ROE (Rich Open multitrack media Exposition) is a way of describing the relationships between tracks of media in a stream. It is used to group tracks which have similar purpose and to identify alternatives.
One use of ROE is to author a multi-track audio-visual stream from multiple input files. In this document, we present a description of how to use ROE to author multi-track Ogg files.
Another use of ROE is in a Web client-server scenario. The Web server uses ROE as a means of representing the different tracks that are available for a multi-track Web resource. A Web client may not require all available tracks to present the resource to the user. It may decide to request the ROE representation first and then request only a subset of tracks from the server, e.g. only the English soundtrack. Or it may directly request particular tracks only. The server will use the request from the client to dynamically compose a multi-track stream with the requested tracks and mandatory tracks and serve this to satisfy the resource request.
The ROE model
Here we describe two representations of ROE: that of ROE XML, and that of ROE in Ogg Skeleton. Each representation is capable of entirely encoding the relationships of the ROE model, such that it is possible to losslessly convert between them.
ROE XML is a hierarchical serialization of the ROE model for a particular stream.
Representation in Skeleton
When the relationships described by ROE are written into an Ogg stream, they are encoded using the message header fields of Ogg Skeleton fisbones for each track. One of the primary design goals for fisbone headers is to minimize the need for global information to be stored in a stream. Each track's fisbone contains headers describing only itself and its relationship to other tracks in the stream. This allows tracks to be inserted or removed at the Ogg level without needing to modify any data in individual headers.
Relationships between tracks are given by the following headers:
Provides introduces a virtual label such as "commentary", which this track provides. Many tracks may provide the same such label, and as long as one is present then a dependency on that label can be satisfied.

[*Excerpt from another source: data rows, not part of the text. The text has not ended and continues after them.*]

//! # Floodmap Colormap
//!
//! Color mapping and band-to-RGBA rendering for flood rasters.
//!
//! Two palettes: a continuous blue ramp for log-scaled flood depths and a
//! fixed categorical palette for risk scores 2–10. The entry points are
//! [`depth_to_rgba`] and [`risk_to_rgba`], which turn one band into an RGBA
//! pixel buffer ready for PNG encoding.

mod render;
mod scheme;

pub use render::{
    depth_range, depth_to_rgba, risk_to_rgba, LogNorm, DEFAULT_DEPTH_RANGE, DEPTH_SCALE,
    LOG_FLOOR,
};
pub use scheme::{blues, risk_color, ColorStop, Rgb, RISK_CATEGORIES};
//! Fixed-position map legends

use crate::overlay::encode_png;
use base64::engine::general_purpose::STANDARD;
use base64::Engine;
use floodmap_colormap::{blues, risk_color, RISK_CATEGORIES};
use floodmap_core::Result;
use std::fmt::Write;

const SWATCH_WIDTH: u32 = 256;

/// Continuous-gradient legend: title, a ramp swatch image and the value
/// range. Pinned bottom-left.
pub fn gradient_legend(title: &str, vmin: f64, vmax: f64) -> Result<String> {
    let mut rgba = Vec::with_capacity(SWATCH_WIDTH as usize * 4);
    for i in 0..SWATCH_WIDTH {
        let c = blues(i as f64 / (SWATCH_WIDTH - 1) as f64);
        rgba.extend_from_slice(&[c.r, c.g, c.b, 255]);
    }
    let png = encode_png(rgba, SWATCH_WIDTH, 1)?;
    let b64 = STANDARD.encode(&png);

    Ok(format!(
        r#"<div style="position: fixed; bottom: 50px; left: 50px; width: 220px;
            z-index:9999; background:white; padding:10px; border-radius:12px;
            box-shadow:0 1px 4px rgba(0,0,0,.3)">
  <b>{title}</b><br>
  <img src="data:image/png;base64,{b64}" style="width:190px;height:20px;"><br>
  <small>{vmin:.2} &ndash; {vmax:.2}</small>
</div>
"#
    ))
}

/// Discrete legend: one swatch+label row per risk category, ascending.
/// Pinned top-left.
pub fn discrete_legend(title: &str) -> String {
    let mut items = String::new();
    for category in RISK_CATEGORIES {
        let Some(color) = risk_color(category) else { continue };
        let _ = write!(
            items,
            concat!(
                r#"<div style="display:flex;align-items:center;margin:2px 0;">"#,
                r#"<span style="display:inline-block;width:14px;height:14px;background:{};"#,
                r#"border:1px solid #555;margin-right:8px;"></span>{}</div>"#
            ),
            color.to_hex(),
            category
        );
    }

    format!(
        r#"<div style="position: fixed; top: 10px; left: 10px;
            z-index:9999; background:white; padding:10px 12px; border-radius:12px;
            box-shadow:0 1px 4px rgba(0,0,0,.3); font-size:12px;">
  <div style="font-weight:700; margin-bottom:6px;">{title}</div>
  {items}
</div>
"#
    )
}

This declares that it is not valid to include this track in a stream unless the track it depends on is present. An example use of this might be the generic captioning of sound effects for the deaf, which may not make sense unless the captioning of speech (in an appropriate language) is also rendered. Depends refers to either a virtual label provided by another track, or an explicit track ID.
When removing a track from a file, any other tracks dependent on it must also be removed.
Recommends refers to either a virtual label provided by another track, or an explicit track ID.
Suggests refers to either a virtual label provided by another track, or an explicit track ID.
Conflicts refers to either a virtual label provided by another track, or an explicit track ID.